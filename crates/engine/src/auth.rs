// SPDX-License-Identifier: BUSL-1.1
// Copyright (c) 2026 Alfred Jean LLC

//! Token signing and the child environment contract.
//!
//! Tokens are compact HS256: `b64url(header).b64url(claims).b64url(sig)`.
//! The signing key starts from the configured secret and is replaced by 32
//! random bytes on every rotation, which invalidates all outstanding
//! tokens at once. Every sign/verify reads the current key under the lock;
//! the key is never cached by value across a rotation boundary.

use crate::sanitize::SecretRedactor;
use base64::engine::general_purpose::URL_SAFE_NO_PAD;
use base64::Engine;
use hmac::{Hmac, Mac};
use parking_lot::RwLock;
use rand::Rng;
use serde::{Deserialize, Serialize};
use sha2::Sha256;
use std::collections::BTreeMap;
use std::sync::Arc;
use std::time::{Duration, SystemTime, UNIX_EPOCH};
use subtle::ConstantTimeEq;
use thiserror::Error;
use warden_core::AgentId;

type HmacSha256 = Hmac<Sha256>;

/// User tokens live a day.
pub const USER_TOKEN_TTL: Duration = Duration::from_secs(24 * 60 * 60);

/// Agent-service tokens live four hours.
pub const AGENT_TOKEN_TTL: Duration = Duration::from_secs(4 * 60 * 60);

/// Variables copied from the parent environment into spawned children.
const ALLOWED_CHILD_ENV: &[&str] = &[
    "ANTHROPIC_API_KEY",
    "ANTHROPIC_BASE_URL",
    "CLAUDE_CONFIG_DIR",
    "GIT_AUTHOR_NAME",
    "GIT_AUTHOR_EMAIL",
    "GIT_COMMITTER_NAME",
    "GIT_COMMITTER_EMAIL",
    "HOME",
    "USER",
    "LOGNAME",
    "PATH",
    "LANG",
    "LC_ALL",
    "TERM",
    "TZ",
    "TMPDIR",
    "WARDEN_CONTEXT_DIR",
];

/// Variables that must never reach a child, even if somehow allowed.
const DENIED_CHILD_ENV: &[&str] = &[
    "WARDEN_JWT_SECRET",
    "WARDEN_API_KEY",
    "AWS_ACCESS_KEY_ID",
    "AWS_SECRET_ACCESS_KEY",
    "GOOGLE_APPLICATION_CREDENTIALS",
    "DATABASE_URL",
    "OPENAI_API_KEY",
    "GITHUB_TOKEN",
];

/// Errors from token service construction.
#[derive(Debug, Error)]
pub enum AuthError {
    #[error("signing secret is not configured (WARDEN_JWT_SECRET)")]
    MissingSecret,
}

/// Audience of a token.
#[derive(Debug, Clone, Copy, PartialEq, Eq, Serialize, Deserialize)]
#[serde(rename_all = "lowercase")]
pub enum TokenKind {
    User,
    Agent,
}

/// Claims carried by a signed token.
#[derive(Debug, Clone, PartialEq, Serialize, Deserialize)]
pub struct Claims {
    pub sub: String,
    pub kind: TokenKind,
    pub iat: u64,
    pub exp: u64,
}

#[derive(Serialize, Deserialize)]
struct Header<'a> {
    alg: &'a str,
    typ: &'a str,
}

/// Signs and verifies short-lived tokens; builds child environments.
pub struct TokenService {
    key: RwLock<Vec<u8>>,
    api_key: Option<String>,
    redactor: Arc<SecretRedactor>,
}

impl TokenService {
    /// Fails fast when the signing secret is unset or empty.
    pub fn new(
        secret: Option<&str>,
        api_key: Option<String>,
        redactor: Arc<SecretRedactor>,
    ) -> Result<Self, AuthError> {
        let secret = secret.filter(|s| !s.is_empty()).ok_or(AuthError::MissingSecret)?;
        Ok(Self {
            key: RwLock::new(secret.as_bytes().to_vec()),
            api_key: api_key.filter(|k| !k.is_empty()),
            redactor,
        })
    }

    fn now_secs() -> u64 {
        SystemTime::now()
            .duration_since(UNIX_EPOCH)
            .unwrap_or_default()
            .as_secs()
    }

    fn hmac(&self, signing_input: &str) -> Vec<u8> {
        let key = self.key.read();
        // HMAC accepts keys of any length; new_from_slice cannot fail here
        let mut mac = match HmacSha256::new_from_slice(&key) {
            Ok(mac) => mac,
            Err(_) => return Vec::new(),
        };
        mac.update(signing_input.as_bytes());
        mac.finalize().into_bytes().to_vec()
    }

    /// Sign a token with an explicit TTL.
    pub fn sign_with_ttl(&self, sub: &str, kind: TokenKind, ttl: Duration) -> String {
        let now = Self::now_secs();
        let claims = Claims {
            sub: sub.to_string(),
            kind,
            iat: now,
            exp: now + ttl.as_secs(),
        };
        let header = Header {
            alg: "HS256",
            typ: "JWT",
        };
        let header_b64 =
            URL_SAFE_NO_PAD.encode(serde_json::to_vec(&header).unwrap_or_default());
        let claims_b64 =
            URL_SAFE_NO_PAD.encode(serde_json::to_vec(&claims).unwrap_or_default());
        let signing_input = format!("{header_b64}.{claims_b64}");
        let sig_b64 = URL_SAFE_NO_PAD.encode(self.hmac(&signing_input));
        format!("{signing_input}.{sig_b64}")
    }

    pub fn sign_user_token(&self, sub: &str) -> String {
        self.sign_with_ttl(sub, TokenKind::User, USER_TOKEN_TTL)
    }

    pub fn sign_agent_token(&self, sub: &str) -> String {
        self.sign_with_ttl(sub, TokenKind::Agent, AGENT_TOKEN_TTL)
    }

    /// Verify a token; any failure (shape, signature, expiry) yields None.
    pub fn verify_token(&self, token: &str) -> Option<Claims> {
        let mut parts = token.split('.');
        let header_b64 = parts.next()?;
        let claims_b64 = parts.next()?;
        let sig_b64 = parts.next()?;
        if parts.next().is_some() {
            return None;
        }

        let header_bytes = URL_SAFE_NO_PAD.decode(header_b64).ok()?;
        let header: Header = serde_json::from_slice(&header_bytes).ok()?;
        if header.alg != "HS256" {
            return None;
        }

        let signing_input = format!("{header_b64}.{claims_b64}");
        let expected = self.hmac(&signing_input);
        let provided = URL_SAFE_NO_PAD.decode(sig_b64).ok()?;
        if provided.len() != expected.len() {
            return None;
        }
        if !bool::from(provided.ct_eq(&expected)) {
            return None;
        }

        let claims_bytes = URL_SAFE_NO_PAD.decode(claims_b64).ok()?;
        let claims: Claims = serde_json::from_slice(&claims_bytes).ok()?;
        if Self::now_secs() >= claims.exp {
            return None;
        }
        Some(claims)
    }

    /// Exchange the configured API key for a user token.
    ///
    /// Length is compared first so the constant-time comparison never sees
    /// mismatched buffer sizes.
    pub fn exchange_api_key(&self, key: &str) -> Option<String> {
        let configured = self.api_key.as_deref()?;
        if key.len() != configured.len() {
            return None;
        }
        if !bool::from(key.as_bytes().ct_eq(configured.as_bytes())) {
            return None;
        }
        Some(self.sign_user_token("api-key"))
    }

    /// Replace the signing key with fresh random bytes.
    ///
    /// Every outstanding token becomes unverifiable, and the sanitizer
    /// cache is reset so redaction reflects the current environment.
    pub fn rotate_signing_key(&self) {
        let fresh: [u8; 32] = rand::rng().random();
        *self.key.write() = fresh.to_vec();
        self.redactor.invalidate();
        tracing::info!("signing key rotated, outstanding tokens invalidated");
    }

    /// Build the environment for a spawned child.
    ///
    /// Copies the allow-list from the parent env, strips the deny-list, and
    /// injects a shell, the CLI traffic-disable flag, and a fresh
    /// agent-service token.
    pub fn build_child_env(&self, agent_id: &AgentId) -> BTreeMap<String, String> {
        let mut env = BTreeMap::new();
        for var in ALLOWED_CHILD_ENV {
            if let Ok(value) = std::env::var(var) {
                env.insert((*var).to_string(), value);
            }
        }
        for var in DENIED_CHILD_ENV {
            env.remove(*var);
        }
        env.insert("SHELL".to_string(), "/bin/sh".to_string());
        env.insert(
            "CLAUDE_CODE_DISABLE_NONESSENTIAL_TRAFFIC".to_string(),
            "1".to_string(),
        );
        env.insert(
            "AGENT_AUTH_TOKEN".to_string(),
            self.sign_agent_token(agent_id.as_str()),
        );
        env
    }
}

#[cfg(test)]
#[path = "auth_tests.rs"]
mod tests;
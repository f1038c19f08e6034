// SPDX-License-Identifier: BUSL-1.1
// Copyright (c) 2026 Alfred Jean LLC

//! Startup reconciliation after a restart.
//!
//! Persisted agents come back in `restored` status with no child; a later
//! message resumes their recorded session. Orphan CLI processes from a
//! prior non-graceful exit are reaped, and workspace / shared-context
//! leftovers with no surviving agent are removed.

use crate::manager::AgentManager;
use nix::sys::signal::{kill, Signal};
use nix::unistd::Pid;
use std::collections::BTreeSet;
use std::fs;
use std::path::Path;
use tracing::{info, warn};
use warden_adapters::ChildAdapter;
use warden_core::SupervisorError;
use warden_storage::StateStore;

/// What recovery did, for the startup log.
#[derive(Debug, Default, Clone, PartialEq, Eq)]
pub struct RecoveryReport {
    /// Startup was blocked by a kill-switch tombstone.
    pub tombstoned: bool,
    pub restored: usize,
    pub orphans_killed: usize,
    pub workspaces_removed: usize,
    pub context_files_removed: usize,
}

/// Run the startup sequence. Called once, after the token service exists.
pub async fn run_recovery<A: ChildAdapter>(
    manager: &AgentManager<A>,
    state_store: &StateStore,
    event_store: &warden_storage::EventLogStore,
    workspace_root: &Path,
    context_dir: &Path,
    cli_bin: &str,
) -> Result<RecoveryReport, SupervisorError> {
    let mut report = RecoveryReport::default();

    // 1. A tombstone means the kill switch fired; the operator clears it.
    if state_store.has_tombstone() {
        warn!("tombstone present, skipping agent restore");
        report.tombstoned = true;
        return Ok(report);
    }

    // 2. Interrupted writes and orphan event logs
    if let Err(e) = state_store.cleanup_stale(event_store) {
        warn!(error = %e, "stale-state cleanup failed");
    }

    // 3. CLI processes whose parent is not this daemon
    report.orphans_killed = reap_orphans(cli_bin, std::process::id());

    // 4. Rehydrate state files as restored shells (no child spawned)
    let records = state_store
        .load_all()
        .map_err(|e| SupervisorError::Misconfigured(format!("cannot load agent state: {e}")))?;
    let mut live_ids = BTreeSet::new();
    for record in records {
        live_ids.insert(record.id.to_string());
        manager.register_restored(record);
        report.restored += 1;
    }

    // 5. Workspace directories with no surviving agent
    report.workspaces_removed = remove_stale_workspaces(workspace_root, &live_ids);

    // 6. Obsolete per-agent working-memory files in the shared context dir
    report.context_files_removed = remove_stale_context_files(context_dir, &live_ids);

    info!(
        restored = report.restored,
        orphans = report.orphans_killed,
        workspaces = report.workspaces_removed,
        "recovery complete"
    );
    Ok(report)
}

/// SIGKILL every process named like the CLI whose parent is not us.
fn reap_orphans(cli_bin: &str, self_pid: u32) -> usize {
    let process_name = cli_bin.rsplit('/').next().unwrap_or(cli_bin);
    let Ok(entries) = fs::read_dir("/proc") else {
        return 0;
    };

    let mut killed = 0;
    for entry in entries.flatten() {
        let name = entry.file_name();
        let Some(pid) = name.to_str().and_then(|s| s.parse::<i32>().ok()) else {
            continue;
        };
        if pid == self_pid as i32 {
            continue;
        }

        let comm = fs::read_to_string(entry.path().join("comm")).unwrap_or_default();
        if comm.trim() != process_name {
            continue;
        }
        let stat = fs::read_to_string(entry.path().join("stat")).unwrap_or_default();
        match parse_stat_ppid(&stat) {
            Some(ppid) if ppid == self_pid as i32 => continue,
            _ => {}
        }

        warn!(pid, process = process_name, "killing orphan agent process");
        if kill(Pid::from_raw(pid), Signal::SIGKILL).is_ok() {
            killed += 1;
        }
    }
    killed
}

/// Parent pid is field 4 of `/proc/<pid>/stat`, after the parenthesized
/// comm (which may itself contain spaces and parens).
fn parse_stat_ppid(stat: &str) -> Option<i32> {
    let after_comm = &stat[stat.rfind(')')? + 1..];
    after_comm.split_whitespace().nth(1)?.parse().ok()
}

fn remove_stale_workspaces(workspace_root: &Path, live_ids: &BTreeSet<String>) -> usize {
    let Ok(entries) = fs::read_dir(workspace_root) else {
        return 0;
    };
    let mut removed = 0;
    for entry in entries.flatten() {
        let name = entry.file_name();
        let Some(name) = name.to_str() else { continue };
        let Some(id) = name.strip_prefix("workspace-") else {
            continue;
        };
        if !live_ids.contains(id) {
            info!(workspace = name, "removing stale workspace");
            if fs::remove_dir_all(entry.path()).is_ok() {
                removed += 1;
            }
        }
    }
    removed
}

fn remove_stale_context_files(context_dir: &Path, live_ids: &BTreeSet<String>) -> usize {
    let Ok(entries) = fs::read_dir(context_dir) else {
        return 0;
    };
    let mut removed = 0;
    for entry in entries.flatten() {
        let name = entry.file_name();
        let Some(name) = name.to_str() else { continue };
        let Some(id) = name.strip_suffix(".md") else {
            continue;
        };
        if !live_ids.contains(id) {
            info!(file = name, "removing obsolete working-memory file");
            if fs::remove_file(entry.path()).is_ok() {
                removed += 1;
            }
        }
    }
    removed
}

#[cfg(test)]
#[path = "recovery_tests.rs"]
mod tests;
// SPDX-License-Identifier: BUSL-1.1
// Copyright (c) 2026 Alfred Jean LLC

//! Agent identifier, status, and durable record types.
//!
//! An agent is one logical conversation owning a child CLI process and a
//! workspace directory. The durable `AgentRecord` is what the state store
//! writes to disk; runtime-only bookkeeping (child handle, line buffer,
//! listeners) lives in the engine.

use crate::error::SupervisorError;
use chrono::{DateTime, Utc};
use serde::{Deserialize, Serialize};
use std::collections::BTreeSet;
use std::fmt;
use std::path::PathBuf;

crate::define_id! {
    /// Unique identifier for an agent instance.
    ///
    /// A UUID string in production. Distinct from the child CLI's own
    /// session id, which the child reports in its first event.
    pub struct AgentId;
}

/// Lifecycle status of an agent.
#[derive(Debug, Clone, Copy, PartialEq, Eq, Serialize, Deserialize)]
#[serde(rename_all = "lowercase")]
pub enum AgentStatus {
    /// Child spawned, no `system:init` seen yet
    Starting,
    /// Child is actively producing events
    Running,
    /// Last turn finished; agent can accept a new message
    Idle,
    /// Child failed or exited non-zero
    Error,
    /// Rehydrated from disk at startup; no live child yet
    Restored,
    /// Graceful destroy in progress (SIGTERM sent)
    Killing,
    /// Forced destroy in progress (SIGKILL, no grace)
    Destroying,
    /// Child suspended via SIGSTOP
    Paused,
    /// No output for the stall window while running
    Stalled,
    /// Output channel closed without an exit notification
    Disconnected,
}

impl AgentStatus {
    /// Statuses that may receive a new message (and thus a new child).
    pub fn accepts_messages(self) -> bool {
        matches!(self, AgentStatus::Idle | AgentStatus::Restored)
    }

    /// Status transitions that must be persisted immediately rather than
    /// coalesced behind the debounce window.
    pub fn persists_immediately(self) -> bool {
        matches!(
            self,
            AgentStatus::Idle
                | AgentStatus::Running
                | AgentStatus::Error
                | AgentStatus::Starting
                | AgentStatus::Killing
                | AgentStatus::Destroying
        )
    }

    pub fn is_terminal(self) -> bool {
        matches!(
            self,
            AgentStatus::Error | AgentStatus::Stalled | AgentStatus::Disconnected
        )
    }
}

impl fmt::Display for AgentStatus {
    fn fmt(&self, f: &mut fmt::Formatter<'_>) -> fmt::Result {
        let s = match self {
            AgentStatus::Starting => "starting",
            AgentStatus::Running => "running",
            AgentStatus::Idle => "idle",
            AgentStatus::Error => "error",
            AgentStatus::Restored => "restored",
            AgentStatus::Killing => "killing",
            AgentStatus::Destroying => "destroying",
            AgentStatus::Paused => "paused",
            AgentStatus::Stalled => "stalled",
            AgentStatus::Disconnected => "disconnected",
        };
        write!(f, "{}", s)
    }
}

/// Model the child CLI is invoked with.
#[derive(Debug, Clone, Copy, PartialEq, Eq, Default, Serialize, Deserialize)]
#[serde(rename_all = "lowercase")]
pub enum AgentModel {
    #[default]
    Sonnet,
    Opus,
    Haiku,
}

impl AgentModel {
    /// Value passed to the child CLI's `--model` flag.
    pub fn cli_name(self) -> &'static str {
        match self {
            AgentModel::Sonnet => "sonnet",
            AgentModel::Opus => "opus",
            AgentModel::Haiku => "haiku",
        }
    }

    /// Parse a caller-supplied model name, rejecting anything outside the
    /// allowed set.
    pub fn parse(s: &str) -> Result<Self, SupervisorError> {
        match s {
            "sonnet" => Ok(AgentModel::Sonnet),
            "opus" => Ok(AgentModel::Opus),
            "haiku" => Ok(AgentModel::Haiku),
            other => Err(SupervisorError::Validation(format!(
                "model not allowed: {}",
                other
            ))),
        }
    }
}

impl fmt::Display for AgentModel {
    fn fmt(&self, f: &mut fmt::Formatter<'_>) -> fmt::Result {
        write!(f, "{}", self.cli_name())
    }
}

/// Cumulative token and cost accounting for an agent.
#[derive(Debug, Clone, Copy, PartialEq, Default, Serialize, Deserialize)]
#[serde(rename_all = "camelCase")]
pub struct AgentUsage {
    pub tokens_in: u64,
    pub tokens_out: u64,
    pub total_tokens_spent: u64,
    pub estimated_cost: f64,
}

impl AgentUsage {
    /// Fold one turn's result into the running totals.
    pub fn accumulate(&mut self, input_tokens: u64, output_tokens: u64, cost_usd: f64) {
        self.tokens_in += input_tokens;
        self.tokens_out += output_tokens;
        self.total_tokens_spent += input_tokens + output_tokens;
        self.estimated_cost += cost_usd;
    }
}

/// Durable per-agent state, persisted as `<id>.json` in the state directory.
#[derive(Debug, Clone, PartialEq, Serialize, Deserialize)]
#[serde(rename_all = "camelCase")]
pub struct AgentRecord {
    pub id: AgentId,
    pub name: String,
    pub status: AgentStatus,
    pub workspace_dir: PathBuf,
    #[serde(default, skip_serializing_if = "Option::is_none")]
    pub session_id: Option<String>,
    pub created_at: DateTime<Utc>,
    pub last_activity: DateTime<Utc>,
    #[serde(default)]
    pub model: AgentModel,
    #[serde(default, skip_serializing_if = "Option::is_none")]
    pub role: Option<String>,
    #[serde(default, skip_serializing_if = "BTreeSet::is_empty")]
    pub capabilities: BTreeSet<String>,
    #[serde(default, skip_serializing_if = "Option::is_none")]
    pub current_task: Option<String>,
    #[serde(default, skip_serializing_if = "Option::is_none")]
    pub parent_id: Option<AgentId>,
    /// Position in the spawn tree; root agents have depth 1. Immutable.
    pub depth: u32,
    #[serde(default)]
    pub usage: AgentUsage,
    /// Immutable after create.
    #[serde(default)]
    pub dangerously_skip_permissions: bool,
}

impl AgentRecord {
    pub fn new(id: AgentId, name: String, workspace_dir: PathBuf, now: DateTime<Utc>) -> Self {
        Self {
            id,
            name,
            status: AgentStatus::Starting,
            workspace_dir,
            session_id: None,
            created_at: now,
            last_activity: now,
            model: AgentModel::default(),
            role: None,
            capabilities: BTreeSet::new(),
            current_task: None,
            parent_id: None,
            depth: 1,
            usage: AgentUsage::default(),
            dangerously_skip_permissions: false,
        }
    }
}

#[cfg(test)]
#[path = "agent_tests.rs"]
mod tests;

What is required: Copy every line that contains "Haiku" from the listing above.

Task response:
    Haiku,
            AgentModel::Haiku => "haiku",
            "haiku" => Ok(AgentModel::Haiku),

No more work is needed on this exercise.